## YOUR TASK
Stopping at the line that holds "pub struct ResultPage", repeat the lines below exactly, starting from the very first and including that final line.

## Stored items
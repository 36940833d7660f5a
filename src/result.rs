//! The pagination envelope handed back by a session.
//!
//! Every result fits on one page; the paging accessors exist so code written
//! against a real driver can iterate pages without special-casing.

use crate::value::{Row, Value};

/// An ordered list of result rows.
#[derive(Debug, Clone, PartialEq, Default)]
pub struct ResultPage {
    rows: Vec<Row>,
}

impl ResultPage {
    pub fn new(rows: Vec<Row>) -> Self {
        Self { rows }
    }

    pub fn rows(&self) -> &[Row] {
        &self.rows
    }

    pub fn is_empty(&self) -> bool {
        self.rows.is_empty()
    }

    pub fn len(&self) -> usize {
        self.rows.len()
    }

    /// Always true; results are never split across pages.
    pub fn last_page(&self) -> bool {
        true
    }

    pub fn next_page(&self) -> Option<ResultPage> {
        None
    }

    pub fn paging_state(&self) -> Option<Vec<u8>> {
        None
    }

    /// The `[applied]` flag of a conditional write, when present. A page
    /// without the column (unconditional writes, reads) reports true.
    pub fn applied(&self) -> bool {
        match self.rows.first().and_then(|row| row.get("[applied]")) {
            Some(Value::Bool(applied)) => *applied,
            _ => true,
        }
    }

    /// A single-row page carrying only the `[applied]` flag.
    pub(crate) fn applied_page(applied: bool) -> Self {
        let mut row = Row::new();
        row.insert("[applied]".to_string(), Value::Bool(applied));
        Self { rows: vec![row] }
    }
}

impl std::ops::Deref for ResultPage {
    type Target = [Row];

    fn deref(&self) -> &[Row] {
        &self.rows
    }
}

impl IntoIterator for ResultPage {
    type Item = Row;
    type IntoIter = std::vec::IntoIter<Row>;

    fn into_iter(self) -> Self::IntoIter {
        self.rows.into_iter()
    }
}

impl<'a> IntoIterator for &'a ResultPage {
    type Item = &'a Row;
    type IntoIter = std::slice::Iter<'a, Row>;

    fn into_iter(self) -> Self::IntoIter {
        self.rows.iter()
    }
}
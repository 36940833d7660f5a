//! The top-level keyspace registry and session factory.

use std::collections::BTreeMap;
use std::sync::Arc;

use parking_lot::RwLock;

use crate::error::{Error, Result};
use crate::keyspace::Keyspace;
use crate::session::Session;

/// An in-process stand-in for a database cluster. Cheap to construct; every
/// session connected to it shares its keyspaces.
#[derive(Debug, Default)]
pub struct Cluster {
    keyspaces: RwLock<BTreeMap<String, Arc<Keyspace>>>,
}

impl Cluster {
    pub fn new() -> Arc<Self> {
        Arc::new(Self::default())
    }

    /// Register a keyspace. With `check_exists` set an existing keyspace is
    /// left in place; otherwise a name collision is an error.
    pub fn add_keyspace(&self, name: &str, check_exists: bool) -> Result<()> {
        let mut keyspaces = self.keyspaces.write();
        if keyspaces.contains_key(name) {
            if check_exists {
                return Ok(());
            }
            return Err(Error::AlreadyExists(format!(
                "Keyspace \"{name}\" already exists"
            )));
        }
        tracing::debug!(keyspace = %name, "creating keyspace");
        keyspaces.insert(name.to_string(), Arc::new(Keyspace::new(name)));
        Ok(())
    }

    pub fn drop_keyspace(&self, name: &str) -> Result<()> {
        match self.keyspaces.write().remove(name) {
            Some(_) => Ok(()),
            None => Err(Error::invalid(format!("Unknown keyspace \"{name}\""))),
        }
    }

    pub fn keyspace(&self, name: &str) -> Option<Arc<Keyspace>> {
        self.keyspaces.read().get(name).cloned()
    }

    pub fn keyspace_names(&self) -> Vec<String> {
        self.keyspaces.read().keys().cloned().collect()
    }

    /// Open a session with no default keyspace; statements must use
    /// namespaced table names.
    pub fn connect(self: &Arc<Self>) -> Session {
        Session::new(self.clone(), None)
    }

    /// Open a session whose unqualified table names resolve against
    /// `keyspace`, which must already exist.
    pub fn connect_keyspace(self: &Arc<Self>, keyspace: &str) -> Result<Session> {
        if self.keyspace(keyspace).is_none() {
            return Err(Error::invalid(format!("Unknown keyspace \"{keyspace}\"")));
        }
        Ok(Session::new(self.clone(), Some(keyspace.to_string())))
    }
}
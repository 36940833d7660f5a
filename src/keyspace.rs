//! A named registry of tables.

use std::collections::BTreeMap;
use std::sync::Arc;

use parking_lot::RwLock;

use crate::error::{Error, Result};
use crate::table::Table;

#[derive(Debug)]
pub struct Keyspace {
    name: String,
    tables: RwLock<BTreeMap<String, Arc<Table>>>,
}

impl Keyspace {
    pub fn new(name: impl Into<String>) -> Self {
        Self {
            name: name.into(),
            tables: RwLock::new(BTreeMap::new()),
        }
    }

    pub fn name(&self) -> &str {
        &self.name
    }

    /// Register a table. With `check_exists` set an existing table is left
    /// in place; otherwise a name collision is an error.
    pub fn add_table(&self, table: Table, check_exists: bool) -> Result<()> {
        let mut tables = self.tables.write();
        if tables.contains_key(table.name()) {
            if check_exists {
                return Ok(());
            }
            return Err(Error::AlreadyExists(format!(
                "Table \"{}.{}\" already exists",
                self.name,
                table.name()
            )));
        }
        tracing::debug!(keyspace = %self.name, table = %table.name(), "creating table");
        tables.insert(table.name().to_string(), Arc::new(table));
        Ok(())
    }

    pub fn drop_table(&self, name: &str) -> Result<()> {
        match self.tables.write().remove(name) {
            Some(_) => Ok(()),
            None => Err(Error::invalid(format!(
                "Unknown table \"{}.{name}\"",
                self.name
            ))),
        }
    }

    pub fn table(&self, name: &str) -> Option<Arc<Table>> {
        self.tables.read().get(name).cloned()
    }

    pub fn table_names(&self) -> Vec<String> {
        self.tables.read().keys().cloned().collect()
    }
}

## SOLVED EXERCISE
repository 36940833d7660f5a
filename src/result.rs
//! The pagination envelope handed back by a session.
//!
//! Every result fits on one page; the paging accessors exist so code written
//! against a real driver can iterate pages without special-casing.

use crate::value::{Row, Value};

/// An ordered list of result rows.
#[derive(Debug, Clone, PartialEq, Default)]
pub struct ResultPage {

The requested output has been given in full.